With this publication Polity's "China Today" series attains its twenty-eighth title. This book not only adds to Polity's successful and growing series of China-related texts but also makes an important contribution to the social science literature on Chinese social connections or guanxi. While [End Page 183] anthropologists since the late 1970s and sociologists since the 1980s have published books and articles on guanxi, over the last decade and a half there has been an explosion of interest in guanxi among business, management, and marketing scholars (see Liu and Mei 2015). An elemental aspect of Guanxi: How China Works (hereafter GHCW) is that while firmly based in sociology it draws on business studies and pays homage to anthropological sources, more or less proportionate to their respective disciplinary contributions to the field as a whole.

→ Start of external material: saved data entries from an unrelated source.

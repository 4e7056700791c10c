//! The live connection and its command channel.
//!
//! A [`Connection`] owns every handle of one link. Dropping it marks the
//! command channel dead and stops the per-connection tasks (disconnect
//! watcher and notification demultiplexer).

use std::sync::atomic::{AtomicBool, Ordering};
use std::sync::Arc;

use tokio::task::JoinHandle;

use crate::codec::HexCodec;
use crate::error::{EpdError, Result};
use crate::interleave::WriteMode;
use crate::notify::DeviceStatus;
use crate::protocol::Command;
use crate::transport::{CharacteristicHandle, DeviceHandle, ServiceHandle, Transport};

/// Write access to the command/data characteristic.
///
/// Cloning is cheap; all clones share the liveness flag. Once the link
/// drops, every write fails with `Disconnected` without touching the
/// transport.
#[derive(Clone)]
pub struct CommandChannel {
    transport: Arc<dyn Transport>,
    characteristic: CharacteristicHandle,
    alive: Arc<AtomicBool>,
}

impl CommandChannel {
    pub fn new(
        transport: Arc<dyn Transport>,
        characteristic: CharacteristicHandle,
        alive: Arc<AtomicBool>,
    ) -> Self {
        Self {
            transport,
            characteristic,
            alive,
        }
    }

    #[inline]
    pub fn is_alive(&self) -> bool {
        self.alive.load(Ordering::Acquire)
    }

    pub(crate) fn mark_dead(&self) {
        self.alive.store(false, Ordering::Release);
    }

    pub fn characteristic(&self) -> &CharacteristicHandle {
        &self.characteristic
    }

    /// Write one frame with the given delivery guarantee.
    pub async fn write(&self, frame: &[u8], mode: WriteMode) -> Result<()> {
        if !self.is_alive() {
            return Err(EpdError::Disconnected);
        }
        tracing::debug!("=> {} ({:?})", HexCodec::encode(frame), mode);
        match mode {
            WriteMode::Confirmed => {
                self.transport
                    .write_with_response(&self.characteristic, frame)
                    .await
            }
            WriteMode::Unconfirmed => {
                self.transport
                    .write_without_response(&self.characteristic, frame)
                    .await
            }
        }
    }

    /// Send a command as a confirmed write.
    pub async fn send(&self, command: &Command) -> Result<()> {
        tracing::trace!("Sending {}", command.opcode());
        self.write(&command.encode(), WriteMode::Confirmed).await
    }
}

/// Everything belonging to one established link.
pub(crate) struct Connection {
    pub(crate) device: DeviceHandle,
    pub(crate) service: ServiceHandle,
    pub(crate) channel: CommandChannel,
    pub(crate) version_characteristic: Option<CharacteristicHandle>,
    pub(crate) firmware_version: u8,
    pub(crate) status: Arc<DeviceStatus>,
    tasks: Vec<JoinHandle<()>>,
}

impl Connection {
    pub(crate) fn new(
        device: DeviceHandle,
        service: ServiceHandle,
        channel: CommandChannel,
        version_characteristic: Option<CharacteristicHandle>,
        firmware_version: u8,
        status: Arc<DeviceStatus>,
        tasks: Vec<JoinHandle<()>>,
    ) -> Self {
        Self {
            device,
            service,
            channel,
            version_characteristic,
            firmware_version,
            status,
            tasks,
        }
    }

    #[inline]
    pub(crate) fn is_alive(&self) -> bool {
        self.channel.is_alive()
    }
}

impl Drop for Connection {
    fn drop(&mut self) {
        self.channel.mark_dead();
        for task in &self.tasks {
            task.abort();
        }
    }
}

#[cfg(test)]
mod tests {
    use super::*;
    use crate::config::{DEFAULT_COMMAND_UUID, DEFAULT_SERVICE_UUID};
    use crate::protocol::Opcode;
    use crate::transport::MemoryTransport;

    async fn connected_channel() -> (MemoryTransport, CommandChannel) {
        let transport = MemoryTransport::new();
        let device = transport.request_device(DEFAULT_SERVICE_UUID).await.unwrap();
        transport.connect(&device).await.unwrap();
        let channel = CommandChannel::new(
            Arc::new(transport.clone()),
            CharacteristicHandle {
                service: DEFAULT_SERVICE_UUID,
                uuid: DEFAULT_COMMAND_UUID,
            },
            Arc::new(AtomicBool::new(true)),
        );
        (transport, channel)
    }

    #[tokio::test]
    async fn test_send_is_confirmed() {
        let (transport, channel) = connected_channel().await;
        channel.send(&Command::empty(Opcode::Init)).await.unwrap();

        let writes = transport.writes();
        assert_eq!(writes.len(), 1);
        assert_eq!(writes[0].mode, WriteMode::Confirmed);
        assert_eq!(&writes[0].data[..], &[0x01]);
    }

    #[tokio::test]
    async fn test_dead_channel_never_writes() {
        let (transport, channel) = connected_channel().await;
        let clone = channel.clone();
        channel.mark_dead();

        assert!(!clone.is_alive());
        let result = clone.write(&[0x05], WriteMode::Unconfirmed).await;
        assert!(matches!(result, Err(EpdError::Disconnected)));
        assert!(transport.writes().is_empty());
    }
}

Polity was very wise to recruit Yanjie Bian for a book on guanxi. Bian is possibly the best known of the "Nankai-generation" of young students who in the early 1980s were drawn from across China to study sociology in special classes at Nankai University in Tianjin, taught by American and American-trained Chinese sociologists. Sociology ceased to exist in China from 1952, but by 1980 China faced a number of challenges for which the solutions required reliable data concerning population size and movements, among other things. The Ministry of Education was tasked by the Party to reintroduce into China a sociology with American characteristics, technically sophisticated and teachable at both undergraduate and graduate levels. As part of this continuing process, Bian went to Albany, New York in 1985 to undertake a PhD on social network analysis with Nan Lin, who was one of those who had taught the Nankai classes. This was effectively the beginning of a brilliant career for Bian, who is concurrently Professor of Sociology at the University of Minnesota, Dean of Social Sciences at Xi'an Jiaotong University, and the author of a number of highly regarded studies on guanxi and related aspects of social networks and social capital, some of which are reported in the book under review.

GHCW consists of seven chapters. The first, "What is Guanxi?" provides an introduction to the notion of guanxi and its practice as well as summaries of more or less historically sequential theoretical models of guanxi, finishing with social network analysis. The working definition of guanxi offered by Bian is that it is "a dyadic, particular, and sentimental tie that has the potential for facilitating the exchange of favors between the two parties connected by the tie" (p. 6). This statement is expanded and qualified in various ways throughout the discussion in GHCW. The theoretical models elaborated in this chapter are guanxi as a social extension of familial ties, guanxi as instrumental particular ties, and guanxi as ties of asymmetric social exchange. The first of these was developed in the late-Republican period in a sociologization of Confucian thought, associated with Liang Shumin and especially Fei Xiaotong, not in the latter's village study of the late 1930s which established his reputation but in a work first published in 1947, Xiangtu Zhongguo, translated into English as From the Soil: The Foundations of Chinese Society (Fei 1992). In many ways Fei's book is a benchmark text for Bian and he returns to it many [End Page 184] times in GHCW. Guanxi as instrumental particular ties comes out of Mao and post-Mao developments in China and the mobilization of guanxi for achievement of purposive advantage, while the third approach, guanxi as ties of asymmetric social exchange, refers to Nan Lin's synthesizing apprehension of these earlier traditions in the development of a more sophisticated sociological framing of guanxi. Finally, the brief presentation of a social network analysis (SNA) approach to guanxi introduces key concepts that are used in the remaining chapters of the book.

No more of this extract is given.